*** Opening Task inputs ***

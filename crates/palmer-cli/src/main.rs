//! Palmer CLI - reactive dashboard over the Palmer penguin data.

mod colors;
mod dashboard;
mod export;
mod inputs;
mod serve;
mod show;

use std::path::PathBuf;

use clap::{Parser, Subcommand};

use crate::dashboard::FilterArgs;
use crate::show::Format;

#[derive(Parser)]
#[command(name = "palmer")]
#[command(about = "Reactive dashboard over the Palmer penguin data")]
#[command(version)]
struct Cli {
    #[command(subcommand)]
    command: Commands,

    /// Enable verbose logging
    #[arg(short, long, global = true)]
    verbose: bool,
}

#[derive(Subcommand)]
enum Commands {
    /// Start the interactive dashboard server
    Serve {
        /// Host address to bind to
        #[arg(long, default_value = "127.0.0.1")]
        host: String,

        /// Port to listen on
        #[arg(short, long, default_value = "3000")]
        port: u16,

        /// Penguin CSV to load instead of the bundled sample
        #[arg(long)]
        data: Option<PathBuf>,

        /// Page title
        #[arg(long, default_value = "Palmer Penguins")]
        title: String,

        /// Print the dashboard URL to open in a browser
        #[arg(long)]
        open: bool,
    },

    /// Render outputs in the terminal
    Show {
        #[command(flatten)]
        filters: FilterArgs,

        /// Render only this output (e.g. histogram_plot)
        #[arg(short, long)]
        output: Option<String>,

        /// Representation to print
        #[arg(short, long, value_enum, default_value = "text")]
        format: Format,
    },

    /// Export the dashboard as a standalone HTML file
    Export {
        #[command(flatten)]
        filters: FilterArgs,

        /// Output path for HTML file
        #[arg(short, long)]
        output: Option<PathBuf>,
    },

    /// List the dashboard inputs with their domains and defaults
    Inputs {
        /// Print the input definitions as JSON
        #[arg(long)]
        json: bool,
    },
}

#[tokio::main]
async fn main() -> anyhow::Result<()> {
    let cli = Cli::parse();

    // Initialize logging
    let filter = if cli.verbose {
        tracing_subscriber::EnvFilter::from_default_env()
            .add_directive(tracing::Level::DEBUG.into())
    } else {
        tracing_subscriber::EnvFilter::from_default_env().add_directive(tracing::Level::WARN.into())
    };

    tracing_subscriber::fmt()
        .with_env_filter(filter)
        .with_target(false)
        .with_writer(std::io::stderr)
        .init();

    // Helper to format palmer-core errors with recovery hints
    let format_error = |err: anyhow::Error| -> anyhow::Error {
        let hinted = err
            .downcast_ref::<palmer_core::Error>()
            .or_else(|| match err.downcast_ref::<palmer_server::ServerError>() {
                Some(palmer_server::ServerError::Core(e)) => Some(e),
                _ => None,
            })
            .map(palmer_core::Error::with_hint);
        match hinted {
            Some(message) => anyhow::anyhow!("{}", message),
            None => err,
        }
    };

    match cli.command {
        Commands::Serve {
            host,
            port,
            data,
            title,
            open,
        } => {
            let config = palmer_server::ServerConfig {
                host,
                port,
                open_browser: open,
                title,
            };
            serve::execute(data.as_deref(), config)
                .await
                .map_err(format_error)?;
        }

        Commands::Show {
            filters,
            output,
            format,
        } => {
            show::execute(&filters, output.as_deref(), format).map_err(format_error)?;
        }

        Commands::Export { filters, output } => {
            export::execute(&filters, output.as_deref()).map_err(format_error)?;
        }

        Commands::Inputs { json } => {
            inputs::execute(json).map_err(format_error)?;
        }
    }

    Ok(())
}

*** Closing Task inputs ***

* Exercise goal
Repeat the listing above in full, word for word.

* Answer to this task
filename crates/palmer-cli/src/main.rs
//! Palmer CLI - reactive dashboard over the Palmer penguin data.

mod colors;
mod dashboard;
mod export;
mod inputs;
mod serve;
mod show;

use std::path::PathBuf;

use clap::{Parser, Subcommand};

use crate::dashboard::FilterArgs;
use crate::show::Format;

#[derive(Parser)]
#[command(name = "palmer")]
#[command(about = "Reactive dashboard over the Palmer penguin data")]
#[command(version)]
struct Cli {
    #[command(subcommand)]
    command: Commands,

    /// Enable verbose logging
    #[arg(short, long, global = true)]
    verbose: bool,
}

#[derive(Subcommand)]
enum Commands {
    /// Start the interactive dashboard server
    Serve {
        /// Host address to bind to
        #[arg(long, default_value = "127.0.0.1")]
        host: String,

        /// Port to listen on
        #[arg(short, long, default_value = "3000")]
        port: u16,

        /// Penguin CSV to load instead of the bundled sample
        #[arg(long)]
        data: Option<PathBuf>,

        /// Page title
        #[arg(long, default_value = "Palmer Penguins")]
        title: String,

        /// Print the dashboard URL to open in a browser
        #[arg(long)]
        open: bool,
    },

    /// Render outputs in the terminal
    Show {
        #[command(flatten)]
        filters: FilterArgs,

        /// Render only this output (e.g. histogram_plot)
        #[arg(short, long)]
        output: Option<String>,

        /// Representation to print
        #[arg(short, long, value_enum, default_value = "text")]
        format: Format,
    },

    /// Export the dashboard as a standalone HTML file
    Export {
        #[command(flatten)]
        filters: FilterArgs,

        /// Output path for HTML file
        #[arg(short, long)]
        output: Option<PathBuf>,
    },

    /// List the dashboard inputs with their domains and defaults
    Inputs {
        /// Print the input definitions as JSON
        #[arg(long)]
        json: bool,
    },
}

#[tokio::main]
async fn main() -> anyhow::Result<()> {
    let cli = Cli::parse();

    // Initialize logging
    let filter = if cli.verbose {
        tracing_subscriber::EnvFilter::from_default_env()
            .add_directive(tracing::Level::DEBUG.into())
    } else {
        tracing_subscriber::EnvFilter::from_default_env().add_directive(tracing::Level::WARN.into())
    };

    tracing_subscriber::fmt()
        .with_env_filter(filter)
        .with_target(false)
        .with_writer(std::io::stderr)
        .init();

    // Helper to format palmer-core errors with recovery hints
    let format_error = |err: anyhow::Error| -> anyhow::Error {
        let hinted = err
            .downcast_ref::<palmer_core::Error>()
            .or_else(|| match err.downcast_ref::<palmer_server::ServerError>() {
                Some(palmer_server::ServerError::Core(e)) => Some(e),
                _ => None,
            })
            .map(palmer_core::Error::with_hint);
        match hinted {
            Some(message) => anyhow::anyhow!("{}", message),
            None => err,
        }
    };

    match cli.command {
        Commands::Serve {
            host,
            port,
            data,
            title,
            open,
        } => {
            let config = palmer_server::ServerConfig {
                host,
                port,
                open_browser: open,
                title,
            };
            serve::execute(data.as_deref(), config)
                .await
                .map_err(format_error)?;
        }

        Commands::Show {
            filters,
            output,
            format,
        } => {
            show::execute(&filters, output.as_deref(), format).map_err(format_error)?;
        }

        Commands::Export { filters, output } => {
            export::execute(&filters, output.as_deref()).map_err(format_error)?;
        }

        Commands::Inputs { json } => {
            inputs::execute(json).map_err(format_error)?;
        }
    }

    Ok(())
}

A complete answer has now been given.